By Chip Brown
Charles S. Houston, who died at 96 this fall, was one of the legendary mountaineers of the 20th century, more famous for the summits he didn’t reach than the ones he did. In 1953, following his brush with death after his second attempt on K2, Houston tackled the question of “Why climb?” “It is the chance to be briefly free of the small concerns of our common lives, to strip off the nonessentials, to come down to the core of life itself,” he wrote. “Food, shelter, friends — these are the essentials, these plus faith and purpose and a deep and unrelenting determination.”
This was the essence of Houston himself, his drive, his humanism, his reservoir of optimism and resilience. When he quit Himalayan climbing at age 40, he turned his energy to the study of the effects of altitude and became the dean of mountain medicine. For 12 years he led the High Altitude Physiology Study on Mount Logan, the highest peak in Canada. I was one of eight guinea pigs recruited for the HAPS season in 1975. We were based at a camp on the wild shores of Kluane Lake in the Yukon Territory.

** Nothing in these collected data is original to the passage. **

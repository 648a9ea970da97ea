use crate::span::Span;

/// Owned tagged-variant tree over PDF primitives. Objects produced from
/// expanded object streams must outlive their decode buffer, so the model
/// owns its payloads instead of borrowing the input.
#[derive(Debug, Clone, PartialEq)]
pub enum PdfAtom {
    Null,
    Bool(bool),
    Int(i64),
    Real(f64),
    /// Name payload with `#xx` escapes decoded, without the leading slash.
    Name(Vec<u8>),
    /// Literal or hex string, decoded to raw bytes.
    Str(Vec<u8>),
    Array(Vec<PdfObj>),
    Dict(PdfDict),
    Stream(PdfStream),
    Ref { obj: u32, gen: u16 },
}

#[derive(Debug, Clone, PartialEq)]
pub struct PdfObj {
    pub span: Span,
    pub atom: PdfAtom,
}

#[derive(Debug, Clone, PartialEq, Default)]
pub struct PdfDict {
    pub span: Span,
    pub entries: Vec<(Vec<u8>, PdfObj)>,
}

/// Stream dictionary plus the byte window of its (still encoded) data.
/// The data window points into the buffer the stream was parsed from.
#[derive(Debug, Clone, PartialEq)]
pub struct PdfStream {
    pub dict: PdfDict,
    pub data_span: Span,
}

impl PdfDict {
    /// First value under `key`. Name matching is exact: a sanitizer must not
    /// treat `/openaction` and `/OpenAction` as the same admitted key.
    pub fn get(&self, key: &[u8]) -> Option<&PdfObj> {
        self.entries.iter().find(|(k, _)| k == &key).map(|(_, v)| v)
    }

    pub fn has(&self, key: &[u8]) -> bool {
        self.get(key).is_some()
    }

    pub fn has_name(&self, key: &[u8], value: &[u8]) -> bool {
        matches!(self.get(key), Some(obj) if matches!(&obj.atom, PdfAtom::Name(n) if n == value))
    }

    pub fn int(&self, key: &[u8]) -> Option<i64> {
        match self.get(key)?.atom {
            PdfAtom::Int(i) => Some(i),
            _ => None,
        }
    }

    pub fn name(&self, key: &[u8]) -> Option<&[u8]> {
        match &self.get(key)?.atom {
            PdfAtom::Name(n) => Some(n),
            _ => None,
        }
    }

    pub fn keys(&self) -> impl Iterator<Item = &[u8]> {
        self.entries.iter().map(|(k, _)| k.as_slice())
    }
}

impl PdfObj {
    pub fn as_dict(&self) -> Option<&PdfDict> {
        match &self.atom {
            PdfAtom::Dict(d) => Some(d),
            PdfAtom::Stream(st) => Some(&st.dict),
            _ => None,
        }
    }

    pub fn as_array(&self) -> Option<&[PdfObj]> {
        match &self.atom {
            PdfAtom::Array(a) => Some(a),
            _ => None,
        }
    }

    /// Numeric value widened to f64; PDF allows integers wherever reals
    /// appear.
    pub fn as_number(&self) -> Option<f64> {
        match self.atom {
            PdfAtom::Int(i) => Some(i as f64),
            PdfAtom::Real(r) => Some(r),
            _ => None,
        }
    }

    pub fn as_reference(&self) -> Option<(u32, u16)> {
        match self.atom {
            PdfAtom::Ref { obj, gen } => Some((obj, gen)),
            _ => None,
        }
    }
}

#[cfg(test)]
mod tests {
    use super::*;

    fn obj(atom: PdfAtom) -> PdfObj {
        PdfObj { span: Span { start: 0, end: 0 }, atom }
    }

    #[test]
    fn dict_lookup_is_case_sensitive() {
        let dict = PdfDict {
            span: Span { start: 0, end: 0 },
            entries: vec![(b"OpenAction".to_vec(), obj(PdfAtom::Null))],
        };
        assert!(dict.has(b"OpenAction"));
        assert!(!dict.has(b"openaction"));
    }

    #[test]
    fn numbers_widen_to_f64() {
        assert_eq!(obj(PdfAtom::Int(612)).as_number(), Some(612.0));
        assert_eq!(obj(PdfAtom::Real(0.5)).as_number(), Some(0.5));
        assert_eq!(obj(PdfAtom::Null).as_number(), None);
    }
}
//! Controller-side re-validation of the IR.
//!
//! The worker is untrusted from a defense-in-depth standpoint: a
//! compromised parser could emit an IR that violates its own rules. Every
//! invariant is therefore checked again on the trusted side of the
//! boundary before the reconstructor sees the data. The worker runs the
//! same checks before serializing, so a violation here means either a
//! parser bug or an actively hostile worker.

use crate::config::{parse_pdf_version, ParseLimits};
use crate::ir::{Document, Op, Page};

/// Validates every document invariant. The error is a human-readable
/// locator for the first violation; callers surface it as `IR_INVALID`.
pub fn validate_document(doc: &Document, limits: &ParseLimits) -> Result<(), String> {
    if doc.pages.len() > limits.max_pages {
        return Err(format!("page count {} exceeds limit", doc.pages.len()));
    }
    if doc.source_sha256.len() != 64
        || !doc.source_sha256.bytes().all(|b| b.is_ascii_hexdigit() && !b.is_ascii_uppercase())
    {
        return Err("source_sha256 is not lowercase hex".into());
    }
    if parse_pdf_version(&doc.pdf_version).is_none() {
        return Err(format!("pdf_version {:?} unparsable", doc.pdf_version));
    }
    if doc.parser_version.is_empty() {
        return Err("parser_version empty".into());
    }
    for (index, page) in doc.pages.iter().enumerate() {
        validate_page(page, limits).map_err(|detail| format!("page {index}: {detail}"))?;
    }
    Ok(())
}

fn validate_page(page: &Page, limits: &ParseLimits) -> Result<(), String> {
    // Geometry is finite, ordered, and bounded.
    let mb = &page.media_box;
    for v in [mb.x0, mb.y0, mb.x1, mb.y1] {
        if !v.is_finite() {
            return Err("media_box not finite".into());
        }
    }
    if mb.x1 <= mb.x0 || mb.y1 <= mb.y0 {
        return Err("media_box degenerate".into());
    }
    if mb.width() * mb.height() > limits.max_page_area {
        return Err("media_box area exceeds limit".into());
    }
    if let Some(cb) = &page.crop_box {
        for v in [cb.x0, cb.y0, cb.x1, cb.y1] {
            if !v.is_finite() {
                return Err("crop_box not finite".into());
            }
        }
        if cb.x1 <= cb.x0 || cb.y1 <= cb.y0 {
            return Err("crop_box degenerate".into());
        }
    }

    if page.content_ops.len() > limits.max_ops_per_page {
        return Err("content op count exceeds limit".into());
    }

    // Balanced graphics and text state.
    let mut gstate_depth = 0usize;
    let mut in_text = false;
    for op in &page.content_ops {
        match op {
            Op::SaveGraphicsState => {
                gstate_depth += 1;
                if gstate_depth > limits.max_gstate_depth {
                    return Err("graphics state depth exceeds limit".into());
                }
            }
            Op::RestoreGraphicsState => {
                gstate_depth = gstate_depth.checked_sub(1).ok_or("negative gstate depth")?;
            }
            Op::TextBegin => {
                if in_text {
                    return Err("nested text object".into());
                }
                in_text = true;
            }
            Op::TextEnd => {
                if !in_text {
                    return Err("text end without begin".into());
                }
                in_text = false;
            }
            _ => {}
        }
        validate_op_numbers(op)?;
    }
    if gstate_depth != 0 {
        return Err("unbalanced graphics state".into());
    }
    if in_text {
        return Err("unterminated text object".into());
    }

    // Every referenced resource resolves to an admitted entry.
    for op in &page.content_ops {
        match op {
            Op::SetFont { font, .. } => {
                if !page.fonts.contains_key(font) {
                    return Err(format!("font {font:?} not in page fonts"));
                }
            }
            Op::InvokeXObject { name } => {
                if !page.images.contains_key(name) {
                    return Err(format!("xobject {name:?} not in page images"));
                }
            }
            _ => {}
        }
    }

    // Image geometry re-measured against the pixel buffer.
    for (name, image) in &page.images {
        if image.width <= 0 || image.height <= 0 {
            return Err(format!("image {name:?} has non-positive dimensions"));
        }
        if image.width > i64::from(limits.max_image_dimension)
            || image.height > i64::from(limits.max_image_dimension)
        {
            return Err(format!("image {name:?} exceeds dimension limit"));
        }
        if (image.width as u64).saturating_mul(image.height as u64) > limits.max_image_pixels {
            return Err(format!("image {name:?} exceeds pixel limit"));
        }
        if !matches!(image.bits_per_comp, 1 | 2 | 4 | 8 | 16) {
            return Err(format!("image {name:?} has invalid bits_per_comp"));
        }
        if image.pixel_data.len() > limits.max_image_bytes {
            return Err(format!("image {name:?} exceeds byte limit"));
        }
        let expected = image
            .expected_pixel_bytes()
            .ok_or_else(|| format!("image {name:?} geometry overflows"))?;
        if image.pixel_data.len() as u64 != expected {
            return Err(format!(
                "image {name:?} pixel bytes {} disagree with geometry {}",
                image.pixel_data.len(),
                expected
            ));
        }
    }
    Ok(())
}

/// All numeric payloads must be finite; NaN in a text matrix is as hostile
/// as an unknown operator.
fn validate_op_numbers(op: &Op) -> Result<(), String> {
    let finite = match op {
        Op::TextMoveAbs { x, y } | Op::TextMoveRel { x, y } => all_finite(&[*x, *y]),
        Op::SetTextMatrix { a, b, c, d, e, f } | Op::Concat { a, b, c, d, e, f } => {
            all_finite(&[*a, *b, *c, *d, *e, *f])
        }
        Op::SetFont { size, .. } => all_finite(&[*size]),
        Op::MoveTo { x, y } | Op::LineTo { x, y } => all_finite(&[*x, *y]),
        Op::CurveTo { x1, y1, x2, y2, x3, y3 } => all_finite(&[*x1, *y1, *x2, *y2, *x3, *y3]),
        Op::Rect { x, y, w, h } => all_finite(&[*x, *y, *w, *h]),
        Op::ShowTextArray { items } => items.iter().all(|item| match item {
            crate::ir::TextItem::Adjust { amount } => amount.is_finite(),
            crate::ir::TextItem::Str { .. } => true,
        }),
        _ => true,
    };
    if finite {
        Ok(())
    } else {
        Err("non-finite operand".into())
    }
}

fn all_finite(values: &[f64]) -> bool {
    values.iter().all(|v| v.is_finite())
}

#[cfg(test)]
mod tests {
    use super::*;
    use crate::ir::{ColorSpace, ImageFilter, ImageRef, MediaBox, TextItem};
    use std::collections::BTreeMap;

    fn blank_page() -> Page {
        Page {
            media_box: MediaBox { x0: 0.0, y0: 0.0, x1: 612.0, y1: 792.0 },
            crop_box: None,
            content_ops: Vec::new(),
            fonts: BTreeMap::new(),
            images: BTreeMap::new(),
        }
    }

    fn document_with(page: Page) -> Document {
        Document {
            pages: vec![page],
            source_sha256: "a".repeat(64),
            parser_version: "0.4.1".into(),
            pdf_version: "1.4".into(),
        }
    }

    #[test]
    fn clean_document_validates() {
        let mut page = blank_page();
        page.content_ops = vec![
            Op::SaveGraphicsState,
            Op::TextBegin,
            Op::TextEnd,
            Op::RestoreGraphicsState,
        ];
        validate_document(&document_with(page), &ParseLimits::default()).expect("valid");
    }

    #[test]
    fn unreferenced_font_map_is_fine_but_missing_font_is_not() {
        let mut page = blank_page();
        page.content_ops = vec![
            Op::TextBegin,
            Op::SetFont { font: "F1".into(), size: 12.0 },
            Op::TextEnd,
        ];
        let doc = document_with(page);
        let err = validate_document(&doc, &ParseLimits::default()).expect_err("missing font");
        assert!(err.contains("F1"));
    }

    #[test]
    fn negative_gstate_depth_is_rejected() {
        let mut page = blank_page();
        page.content_ops = vec![Op::RestoreGraphicsState];
        assert!(validate_document(&document_with(page), &ParseLimits::default()).is_err());
    }

    #[test]
    fn nan_matrix_is_rejected() {
        let mut page = blank_page();
        page.content_ops = vec![Op::Concat {
            a: f64::NAN,
            b: 0.0,
            c: 0.0,
            d: 1.0,
            e: 0.0,
            f: 0.0,
        }];
        assert!(validate_document(&document_with(page), &ParseLimits::default()).is_err());
    }

    #[test]
    fn non_finite_text_adjustment_is_rejected() {
        let mut page = blank_page();
        page.content_ops = vec![
            Op::TextBegin,
            Op::ShowTextArray { items: vec![TextItem::Adjust { amount: f64::INFINITY }] },
            Op::TextEnd,
        ];
        assert!(validate_document(&document_with(page), &ParseLimits::default()).is_err());
    }

    #[test]
    fn image_pixel_count_must_match_geometry() {
        let mut page = blank_page();
        page.content_ops = vec![Op::InvokeXObject { name: "Im0".into() }];
        page.images.insert(
            "Im0".into(),
            ImageRef {
                width: 4,
                height: 4,
                color_space: ColorSpace::DeviceRGB,
                bits_per_comp: 8,
                filter_chain: vec![ImageFilter::FlateDecode],
                pixel_data: vec![0u8; 10],
            },
        );
        let err = validate_document(&document_with(page), &ParseLimits::default())
            .expect_err("length mismatch");
        assert!(err.contains("pixel bytes"));
    }

    #[test]
    fn degenerate_media_box_is_rejected() {
        let mut page = blank_page();
        page.media_box = MediaBox { x0: 10.0, y0: 0.0, x1: 10.0, y1: 792.0 };
        assert!(validate_document(&document_with(page), &ParseLimits::default()).is_err());
    }

    #[test]
    fn uppercase_sha_is_rejected() {
        let mut doc = document_with(blank_page());
        doc.source_sha256 = "A".repeat(64);
        assert!(validate_document(&doc, &ParseLimits::default()).is_err());
    }
}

One day toward the end, some of us took off for a scramble up Sheep Mountain overlooking Kluane Lake. We climbed for hours. We saw blond grizzlies and the transcendent light of the St. Elias ice fields. Then we undid our hours of climbing in 60 joyful minutes of descending on a voluptuously soft and untracked scree slope. At the bottom we flung ourselves into the icy lake. When Charlie drove up, I asked him where he’d go if he had no data to glean, no reports to write. “I’d go that way,” he said, gesturing not to the south and west, where the great peaks and all but impassable ice fields of the St. Elias Range lie, but to the north — to the green, round-shouldered wilderness of the Kluane Range. “You could walk for days. There’s nothing back there. God’s country.” He was 62 that summer. The glorious ordeals of his youth in the extreme parts of the world were done, but not what he once called “the lure of unknown regions beyond the rim of experience.”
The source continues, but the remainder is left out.